Blockchain technology was originally designed to facilitate the safe transfer and storage of bitcoin, the world’s first and most popular cryptocurrency. As cybersecurity threats have grown over the years, however, the technology has been used in many different industries to keep sensitive data safe, particularly in finance and healthcare.
In healthcare, one of the most exciting uses for blockchain technology is in cancer research. Cancer continues to be extremely difficult to treat, and in some cases, very difficult to detect as well. Blockchain might not yet offer a cure for cancer, but it is helping researchers and patients in a few different ways.
Blockchain Improving Access to Screening Programs
Many people globally do not have access to cancer screening programs. Without screening, patients who develop cancer have much higher mortality rates, since treatment is most successful when the cancer cells have not had the opportunity to grow for long.
Blockchain could improve access to these screening programs by allowing researchers to securely evaluate at-risk populations. By offering a secure, global database, cancer patients can opt-in to sharing their data with researchers, for the purposes of studying data patterns, particularly in developing countries. Then, these data can be used to find the groups that are most in need of screening.
By giving researchers new insights into areas of high need, blockchain can facilitate access to cancer screening tests like ultrasounds, Pap tests, and colonoscopies in communities where it is difficult to get screened. The resources can be directed to the areas where they are most needed.
Cell Therapy: a More Precise Form of Treatment
Screening is absolutely crucial in fighting cancer, but it’s only the first step on the road to recovery. Blockchain can prove beneficial in treating cancer, in addition to detecting it. One of the latest therapies for cancer treatment, cell therapy, a precise procedure that is usually the last hope for patients.
In cell therapy, cells are removed from the patient and sent out to a lab for treatment. They must then be returned and implanted into the patient. Because this exchange process is extremely high-risk and could result in errors (the wrong cells sent back to the oncology team), blockchain technology offers some insurance for patients and doctors.
Using the encryption and distributed ledgers of a blockchain, a German company has created a solution specifically for the cell therapy supply chain to ensure privacy and accuracy. Cell therapy is not built on blockchain technology, but the blockchain is used to protect against errors during the process to ensure that the patient maintains their privacy and have the best chance of successful treatment.

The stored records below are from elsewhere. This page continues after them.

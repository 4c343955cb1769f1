//! Demo records loaded at startup

use tracing::info;

use crate::model::{Beneficiary, ItemType, Role, Shop, User};

use super::RecordStore;

const SHOPS: [(&str, &str, &str, &str); 3] = [
    ("shop1", "Main Street Shop", "123 Main Street", "555-0101"),
    ("shop2", "Central Market Shop", "456 Central Avenue", "555-0102"),
    ("shop3", "East Side Shop", "789 East Road", "555-0103"),
];

/// Quantities per shop in `ItemType::ALL` order
const STOCK: [(&str, [u32; 4]); 3] = [
    ("shop1", [450, 125, 280, 0]),
    ("shop2", [520, 380, 195, 150]),
    ("shop3", [0, 0, 45, 0]),
];

/// Populate the store with the demo shops, accounts and stock levels
pub fn seed_demo_data(store: &RecordStore) {
    for (id, name, address, contact) in SHOPS {
        store.insert_shop(Shop {
            id: id.to_string(),
            name: name.to_string(),
            address: address.to_string(),
            contact_number: Some(contact.to_string()),
        });
    }

    let users = [
        ("admin1", "admin@pds.gov", "admin123", Role::Admin, "Admin User", None),
        ("shop1", "shop@mainstreet.com", "shop123", Role::Shop, "Shop Manager", Some("shop1")),
        ("ben1", "john@example.com", "user123", Role::Beneficiary, "John Doe", None),
    ];
    for (id, email, password, role, name, shop_id) in users {
        store.insert_user(User {
            id: id.to_string(),
            email: email.to_string(),
            password: password.to_string(),
            role,
            name: name.to_string(),
            shop_id: shop_id.map(str::to_string),
        });
    }

    store.insert_beneficiary(Beneficiary {
        id: "ben1".to_string(),
        user_id: "ben1".to_string(),
        shop_id: "shop1".to_string(),
        ration_card_number: "RC123456".to_string(),
        family_size: 4,
    });

    for (shop_id, quantities) in STOCK {
        for (item_type, quantity) in ItemType::ALL.into_iter().zip(quantities) {
            store.update_stock(shop_id, item_type, quantity);
        }
    }

    info!(
        shops = SHOPS.len(),
        users = store.user_count(),
        stock_rows = store.all_stock().len(),
        "Seeded demo data"
    );
}
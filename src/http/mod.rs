//! HTTP layer: router, handlers, middleware and error mapping

pub mod admin;
pub mod auth;
pub mod dashboard;
pub mod error;
pub mod extract;
pub mod middleware;
pub mod routes;
pub mod stock;

pub use routes::build_router;
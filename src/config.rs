/// 测距流水线配置
///
/// 配置在启动时确定一次，不随采样变化。所有字段都有默认值，
/// JSON 配置文件只需写出需要覆盖的部分。

use crate::algorithms::kalman::ScalarKalmanConfig;
use crate::algorithms::path_loss::{DistanceUnit, PathLossModel};
use crate::algorithms::ukf::UkfParams;
use crate::error::Result;
use crate::registry::RegistryConfig;
use serde::{Deserialize, Serialize};
use std::path::Path;

/// 强度阈值的应用位置
#[derive(Clone, Copy, Debug, Default, PartialEq, Eq, Serialize, Deserialize)]
#[serde(rename_all = "snake_case")]
pub enum ThresholdStage {
    /// 对原始 RSSI 过滤（平滑之前）
    #[default]
    Raw,
    /// 对平滑后的 RSSI 过滤
    Smoothed,
}

/// 调用方的采样过滤策略
#[derive(Clone, Debug, Default, PartialEq, Serialize, Deserialize)]
#[serde(default)]
pub struct SampleFilter {
    /// 最小信号强度 (dBm)，低于该值的采样被丢弃
    pub min_rssi: Option<i16>,
    /// 阈值作用阶段
    pub stage: ThresholdStage,
    /// 信标名称（label 或 ID）需匹配的正则表达式
    pub name_pattern: Option<String>,
}

/// 流水线完整配置
#[derive(Clone, Debug, PartialEq, Serialize, Deserialize)]
#[serde(default)]
pub struct PipelineConfig {
    /// 路径损耗模型及参数
    pub model: PathLossModel,
    /// 假定的穿墙数量
    pub wall_count: u32,
    /// 信号强度平滑（None 表示不启用）
    pub rssi_smoothing: Option<ScalarKalmanConfig>,
    /// 距离 UKF 平滑（None 表示直接输出原始距离）
    pub distance_filter: Option<UkfParams>,
    /// 注册表容量与过期策略
    pub registry: RegistryConfig,
    /// 采样过滤策略
    pub filter: SampleFilter,
    /// 显示单位
    pub display_unit: DistanceUnit,
}

impl Default for PipelineConfig {
    fn default() -> Self {
        PipelineConfig {
            model: PathLossModel::default(),
            wall_count: 0,
            rssi_smoothing: None,
            distance_filter: Some(UkfParams::default()),
            registry: RegistryConfig::default(),
            filter: SampleFilter::default(),
            display_unit: DistanceUnit::Meter,
        }
    }
}

impl PipelineConfig {
    /// 从 JSON 字符串解析
    pub fn from_json_str(json: &str) -> Result<Self> {
        let config: PipelineConfig = serde_json::from_str(json)?;
        config.validate()?;
        Ok(config)
    }

    /// 从 JSON 文件加载
    pub fn load(path: impl AsRef<Path>) -> Result<Self> {
        let content = std::fs::read_to_string(path)?;
        Self::from_json_str(&content)
    }

    /// 验证各部分参数
    pub fn validate(&self) -> Result<()> {
        self.model.validate()?;
        if let Some(smoothing) = &self.rssi_smoothing {
            smoothing.validate()?;
        }
        if let Some(params) = &self.distance_filter {
            params.validate()?;
        }
        self.registry.validate()?;
        if let Some(pattern) = &self.filter.name_pattern {
            regex::Regex::new(pattern)?;
        }
        Ok(())
    }
}
/// 测距回放工具
///
/// 从 JSON Lines 文件（每行一个扫描周期）读取录制的采样，
/// 经测距流水线处理后输出每个信标的平滑距离。

use anyhow::{Context, Result};
use blurange::algorithms::ScanCycle;
use blurange::{PipelineConfig, SharedPipeline};
use clap::Parser;
use std::path::PathBuf;
use tokio::fs::File;
use tokio::io::{AsyncBufReadExt, BufReader};
use tokio::sync::mpsc;
use tokio::time::{sleep, Duration};
use tracing::{debug, info, warn};

/// 命令行参数
#[derive(Parser, Debug)]
#[command(author, version, about = "RSSI 测距回放工具", long_about = None)]
struct Args {
    /// 录制的扫描数据（JSON Lines，每行一个扫描周期）
    #[arg(value_name = "REPLAY")]
    replay: PathBuf,

    /// 流水线配置文件（JSON），缺省使用内置默认值
    #[arg(long, short, value_name = "FILE")]
    config: Option<PathBuf>,

    /// 周期之间的回放间隔（毫秒）
    #[arg(long, default_value_t = 0)]
    interval_ms: u64,

    /// 以 JSON 输出每个周期的报告
    #[arg(long, default_value_t = false)]
    json: bool,

    /// 详细日志 (DEBUG 级别)
    #[arg(long, short, default_value_t = false)]
    verbose: bool,
}

#[tokio::main]
async fn main() -> Result<()> {
    let args = Args::parse();
    init_logging(args.verbose);

    let config = match &args.config {
        Some(path) => PipelineConfig::load(path)
            .with_context(|| format!("加载配置失败: {}", path.display()))?,
        None => PipelineConfig::default(),
    };
    let unit = config.display_unit;
    info!("{}", config.model);

    let pipeline = SharedPipeline::new(config).context("流水线配置无效")?;
    let (tx, mut rx) = mpsc::channel::<ScanCycle>(16);

    // 生产者：按顺序读取扫描周期
    let replay = args.replay.clone();
    let interval = Duration::from_millis(args.interval_ms);
    let producer = tokio::spawn(async move { replay_cycles(replay, tx, interval).await });

    // 消费者：逐个周期完整处理
    let mut cycle_no = 0usize;
    while let Some(cycle) = rx.recv().await {
        cycle_no += 1;
        let report = match cycle.timestamp {
            Some(timestamp) => pipeline.process_cycle_at(&cycle.samples, timestamp).await,
            None => pipeline.process_cycle(&cycle.samples).await,
        };
        if args.json {
            println!("{}", serde_json::to_string(&report)?);
        } else {
            println!("📍 扫描周期 #{} | 信标: {} | 丢弃: {}", cycle_no, report.len(), report.dropped);
            print!("{}", report.render(unit));
        }
    }

    let read = producer.await.context("回放任务异常退出")??;
    info!(
        cycles = read,
        tracked = pipeline.tracked_count().await,
        "回放完成"
    );
    Ok(())
}

/// 读取回放文件并发送到通道，返回读取的周期数
async fn replay_cycles(
    path: PathBuf,
    tx: mpsc::Sender<ScanCycle>,
    interval: Duration,
) -> Result<usize> {
    let file = File::open(&path)
        .await
        .with_context(|| format!("无法打开回放文件: {}", path.display()))?;
    let mut lines = BufReader::new(file).lines();
    let mut count = 0;
    let mut line_no = 0;

    while let Some(line) = lines.next_line().await? {
        line_no += 1;
        let line = line.trim();
        if line.is_empty() {
            continue;
        }
        let cycle: ScanCycle = match serde_json::from_str(line) {
            Ok(cycle) => cycle,
            Err(e) => {
                warn!(line = line_no, error = %e, "跳过无法解析的扫描周期");
                continue;
            }
        };
        debug!(line = line_no, samples = cycle.len(), "读取扫描周期");
        if tx.send(cycle).await.is_err() {
            break;
        }
        count += 1;
        if !interval.is_zero() {
            sleep(interval).await;
        }
    }
    Ok(count)
}

fn init_logging(verbose: bool) {
    let subscriber = tracing_subscriber::fmt()
        .with_target(false)
        .with_writer(std::io::stderr);

    if verbose {
        subscriber.with_max_level(tracing::Level::DEBUG).init();
        debug!("详细日志已启用");
    } else {
        subscriber.with_max_level(tracing::Level::INFO).init();
    }
}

Blockchain Improving Access & Anonymity of Data
Data is powerful in healthcare, but it currently has its limitations. Understandably, many people are concerned about security and privacy. Many don’t feel comfortable sharing their data, even in the name of public health if their privacy can’t be protected.
With traditional cybersecurity solutions, data breaches are almost inevitable at a certain point. We’ve all heard of high-profile breaches affecting large healthcare organizations. The blockchain offers hope for a better solution, with enhanced security and even anonymity.
Blockchain technology could empower doctors and patients by allowing for the safe collection of vital biostatistics while providing patients with anonymity and security. The more information we can collect, the better it will be for cancer patients in the future, and the blockchain gives us a tool to make sharing data safer and more appealing.
Blockchain Providing a Decentralized Solution
One of the biggest problems in healthcare is a lack of communication. It has always been a challenge in the past for doctors and researchers to collaborate and study trends, due to limitations of technology and lack of trust between parties. But if we really want to find a cure for cancer, then the greatest minds in medicine need to be able to work together seamlessly and share information.
Blockchain has the potential to facilitate this kind of game-changing global collaboration. The information would be collectively owned and stored, resulting in a system that doesn’t require trust between parties or a centralized seat of control. Ultimately, we’ll need that decentralization to find the solution to this insidious disease that can affect nearly every region of the body in every population.
We’re still a long way from a cure. But with blockchain technology, we might be closer than we’ve ever been before.